The shelter, now known as “Freedom House,” was installed as an “emergency” measure over community opposition in 2012. Nonprofit Aguila won a $47 million contract from the Bloomberg administration to run the facility — $3,600 per room per month — despite a history of violations at other shelters. In 2014, the shelter population was cut in half, but locals continued to voice opposition and complain about safety in the area. Last year, city officials said they would install a new operator.

The new shelter will be operated by a nonprofit called Praxis Housing Initiatives and will be located at 306 West 94th St. between West End and Riverside.

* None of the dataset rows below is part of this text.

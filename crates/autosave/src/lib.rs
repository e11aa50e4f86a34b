// draftkeep-autosave: debounced, single-flight autosave for document editing sessions.

pub mod config;
pub mod draft;
pub mod executor;
pub mod scheduler;
pub mod session;
pub mod status;
pub mod store;
pub mod unload;

pub use config::{AutosavePolicy, Config};
pub use executor::{SaveOutcome, SaveTrigger};
pub use session::{
    CloseConfirmer, CloseOutcome, CloseReport, EditingSession, FixedAnswer, SessionError,
};
pub use store::{DocumentStore, HttpStore, MemoryStore, StoreError};
pub use unload::{FlagUnloadHook, UnloadHook};
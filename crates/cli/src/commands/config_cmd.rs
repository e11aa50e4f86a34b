// `draftkeep config`: show, locate, or initialize the config file.

use anyhow::Context as _;
use clap::{Args, Subcommand};
use draftkeep_autosave::config::{Config, TOKEN_ENV_VAR};
use serde::Serialize;

use super::Context;
use crate::exit_code::ExitCode;
use crate::output;

#[derive(Debug, Args)]
pub struct ConfigArgs {
    #[command(subcommand)]
    action: ConfigAction,
}

#[derive(Debug, Subcommand)]
enum ConfigAction {
    /// Print the effective configuration
    Show,
    /// Print the config file location
    Path,
    /// Write a config file with default settings
    Init {
        /// Overwrite an existing file.
        #[arg(long)]
        force: bool,
    },
}

#[derive(Debug, Serialize)]
struct ConfigView {
    path: String,
    exists: bool,
    token_env_var: &'static str,
    token_set: bool,
    config: Config,
}

#[derive(Debug, Serialize)]
struct PathView {
    path: String,
    exists: bool,
}

pub fn run(args: ConfigArgs, ctx: &Context) -> anyhow::Result<ExitCode> {
    let path = ctx.config_path()?;
    match args.action {
        ConfigAction::Show => {
            let view = ConfigView {
                path: path.display().to_string(),
                exists: path.exists(),
                token_env_var: TOKEN_ENV_VAR,
                token_set: std::env::var_os(TOKEN_ENV_VAR).is_some(),
                config: ctx.load_config()?,
            };
            output::print_output(ctx.format, &view, format_show)?;
        }
        ConfigAction::Path => {
            let view = PathView { path: path.display().to_string(), exists: path.exists() };
            output::print_output(ctx.format, &view, |v| v.path.clone())?;
        }
        ConfigAction::Init { force } => {
            if path.exists() && !force {
                anyhow::bail!(
                    "config `{}` already exists; pass --force to overwrite",
                    path.display()
                );
            }
            Config::default()
                .save_to(&path)
                .with_context(|| format!("failed to write config `{}`", path.display()))?;
            let view = PathView { path: path.display().to_string(), exists: true };
            output::print_output(ctx.format, &view, |v| format!("Wrote {}", v.path))?;
        }
    }
    Ok(ExitCode::Success)
}

fn format_show(view: &ConfigView) -> String {
    let body = toml::to_string_pretty(&view.config).unwrap_or_else(|e| format!("<{e}>"));
    let source = if view.exists { "" } else { " (not found, using defaults)" };
    let token = if view.token_set { "set" } else { "not set" };
    format!("# {}{source}\n# {} {token}\n{body}", view.path, view.token_env_var)
}
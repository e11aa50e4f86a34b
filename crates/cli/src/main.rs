// draftkeep CLI entry point.

use std::path::PathBuf;
use std::process;

use clap::Parser;
use tracing_subscriber::EnvFilter;

mod commands;
mod exit_code;
mod output;

use exit_code::ExitCode;
use output::OutputFormat;

#[derive(Parser)]
#[command(name = "draftkeep", about = "Document editing with debounced autosave")]
struct Cli {
    /// Config file to use instead of ~/.draftkeep/config.toml.
    #[arg(long, global = true)]
    config: Option<PathBuf>,

    /// Force JSON output.
    #[arg(long, global = true)]
    json: bool,

    #[command(subcommand)]
    command: commands::Command,
}

fn main() -> process::ExitCode {
    tracing_subscriber::fmt()
        .with_env_filter(EnvFilter::from_default_env())
        .with_writer(std::io::stderr)
        .init();

    let cli = Cli::parse();
    let format = OutputFormat::detect(cli.json);
    let ctx = commands::Context { format, config_path: cli.config };

    match commands::run(cli.command, &ctx) {
        Ok(code) => code.into(),
        Err(error) => {
            output::print_anyhow_error(format, &error);
            ExitCode::from_error(&error).into()
        }
    }
}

“Like so many residents, I have been extremely concerned about public safety issues at Freedom House for years,” said Rosenthal in a statement. “I am cautiously optimistic that this new facility on W. 94th — with a new provider, who has performed well in other parts of the city, and a more appropriate physical space — will be far better able to serve its residents.”

NEWS | 52 comments | permalink
    1. Juan says:

      A step in the right direction. I’m not sure who thought it was a good idea to have a fairly large homeless shelter across the street from an elementary school.

    2. Sherman says:

      This is like moving chairs around on the deck of the Titanic.

    3. FDMSG says:

      There are tenants and minors that live in 306 W 94th where this shelter is being moved to by Praxis. There are concerns for our safety and well being in the building, as this is the landlords way of trying to push us out. I have lived at 306 West 94th for over 30years, and can say I no longer feel as safe as I did before, especially at night. There is more panhandling and people hanging out in the streets then ever before. The noise level has also gone up, along with more drugs and trash. Not to mention its close to PS 75 and nurseries in the area.

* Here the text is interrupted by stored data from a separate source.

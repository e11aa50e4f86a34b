use std::collections::HashMap;
use std::sync::atomic::{AtomicUsize, Ordering};
use std::sync::{Arc, Mutex};

use chrono::Utc;
use draftkeep_common::types::{Document, DocumentId, DraftFields};

use super::{DocumentStore, StoreError};

/// In-process document store. Clones share the same documents.
#[derive(Debug, Clone, Default)]
pub struct MemoryStore {
    docs: Arc<Mutex<HashMap<DocumentId, Document>>>,
    writes: Arc<AtomicUsize>,
}

impl MemoryStore {
    pub fn new() -> Self {
        Self::default()
    }

    /// Seed a document directly, bypassing the write counter.
    pub fn insert(&self, document: Document) {
        self.docs.lock().expect("memory store lock poisoned").insert(document.id, document);
    }

    pub fn get(&self, id: DocumentId) -> Option<Document> {
        self.docs.lock().expect("memory store lock poisoned").get(&id).cloned()
    }

    /// Number of successful `update_document` calls.
    pub fn write_count(&self) -> usize {
        self.writes.load(Ordering::SeqCst)
    }
}

impl DocumentStore for MemoryStore {
    async fn fetch_document(&self, id: DocumentId) -> Result<Document, StoreError> {
        self.get(id).ok_or(StoreError::NotFound(id))
    }

    async fn create_document(&self, fields: &DraftFields) -> Result<Document, StoreError> {
        let document =
            Document { id: DocumentId::new(), fields: fields.clone(), updated_at: Utc::now() };
        self.insert(document.clone());
        Ok(document)
    }

    async fn update_document(
        &self,
        id: DocumentId,
        fields: &DraftFields,
    ) -> Result<Document, StoreError> {
        let mut docs = self.docs.lock().expect("memory store lock poisoned");
        let document = docs.get_mut(&id).ok_or(StoreError::NotFound(id))?;
        document.fields = fields.clone();
        document.updated_at = Utc::now();
        self.writes.fetch_add(1, Ordering::SeqCst);
        Ok(document.clone())
    }
}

      • Bruce E. Bernstein says:

        it might very well be true that the landlord is trying to use moving homeless in to push rent stabilized tenants out. how cynical on his part!

    4. Mr. Bloomberg Turtlehead says:

      The place and its management won a contract from that son of a bitch Bloomberg. He found a spot where the liberal-minded populace did not support his crap, and he off-loaded an unsafe shelter, at an absurd price, upon us. Rest assured, that if the area was his beloved upper east side, the shelter would have had NO CHANCE of being placed there. What a worm.

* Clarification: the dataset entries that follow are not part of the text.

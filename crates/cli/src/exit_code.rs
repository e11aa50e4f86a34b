// Consistent exit codes for the draftkeep CLI.
//
//   0  = success
//   1  = general error
//   2  = usage/argument error
//   13 = network error (document store unreachable or failing)
//   14 = close aborted, unsaved changes were not persisted

use std::process;

use draftkeep_autosave::{SessionError, StoreError};
use draftkeep_common::edit::FieldParseError;

/// Named exit codes for the CLI.
#[derive(Debug, Clone, Copy, PartialEq, Eq)]
#[repr(i32)]
pub enum ExitCode {
    Success = 0,
    Error = 1,
    Usage = 2,
    Network = 13,
    CloseAborted = 14,
}

impl ExitCode {
    pub fn code(self) -> i32 {
        self as i32
    }

    /// Map an anyhow error to an exit code by inspecting the error chain.
    pub fn from_error(err: &anyhow::Error) -> Self {
        for cause in err.chain() {
            if let Some(store_err) = cause.downcast_ref::<StoreError>() {
                return Self::from_store_error(store_err);
            }
            if let Some(session_err) = cause.downcast_ref::<SessionError>() {
                return match session_err {
                    SessionError::Open(store_err) => Self::from_store_error(store_err),
                    SessionError::Field(_) => Self::Usage,
                    SessionError::Closed(_) => Self::Error,
                };
            }
            if cause.downcast_ref::<FieldParseError>().is_some() {
                return Self::Usage;
            }
            if let Some(io_err) = cause.downcast_ref::<std::io::Error>() {
                return match io_err.kind() {
                    std::io::ErrorKind::ConnectionRefused | std::io::ErrorKind::TimedOut => {
                        Self::Network
                    }
                    _ => Self::Error,
                };
            }
        }
        Self::Error
    }

    /// Transport failures and server-side statuses are network trouble;
    /// a missing or rejected document is an ordinary error.
    pub fn from_store_error(err: &StoreError) -> Self {
        match err {
            StoreError::Transport(_) | StoreError::Status { .. } => Self::Network,
            StoreError::NotFound(_) | StoreError::Rejected(_) | StoreError::Decode(_) => {
                Self::Error
            }
        }
    }
}

impl From<ExitCode> for process::ExitCode {
    fn from(code: ExitCode) -> Self {
        process::ExitCode::from(code.code() as u8)
    }
}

      • Neighborhood is a Dump says:

        So why are our local representatives only moving it 1 block away?

      • robert says:

        Actually Bloomberg did not due this. Non profits went to the admin when it put out requests for bids for shelters. The city didn’t say put it here or there. the bids on the city contract said we can house x amount of people for z $$$$. This has been done for years across the city, by many administrations – including de Balz These non profits, which are in fact that only on paper, look at the huge salaries being taken out by former city gov officials running these org.’s These org’s have long been supported in putting these facilities on the UWS by our elected’s and the usual group of self appointed community leaders. When city council member “X” on the UWS was willing to accept these sites, surprise, surprise the others in city government were more than willing to agree, as they and their constituents made it clear they did not want them in their areas across the city.

    5. Gee says:

      are you serious? they are moving one block over and think that’s the answer?

    6. Rob G. says:

      What a joke. Moving a horrible shelter one block away is window dressing.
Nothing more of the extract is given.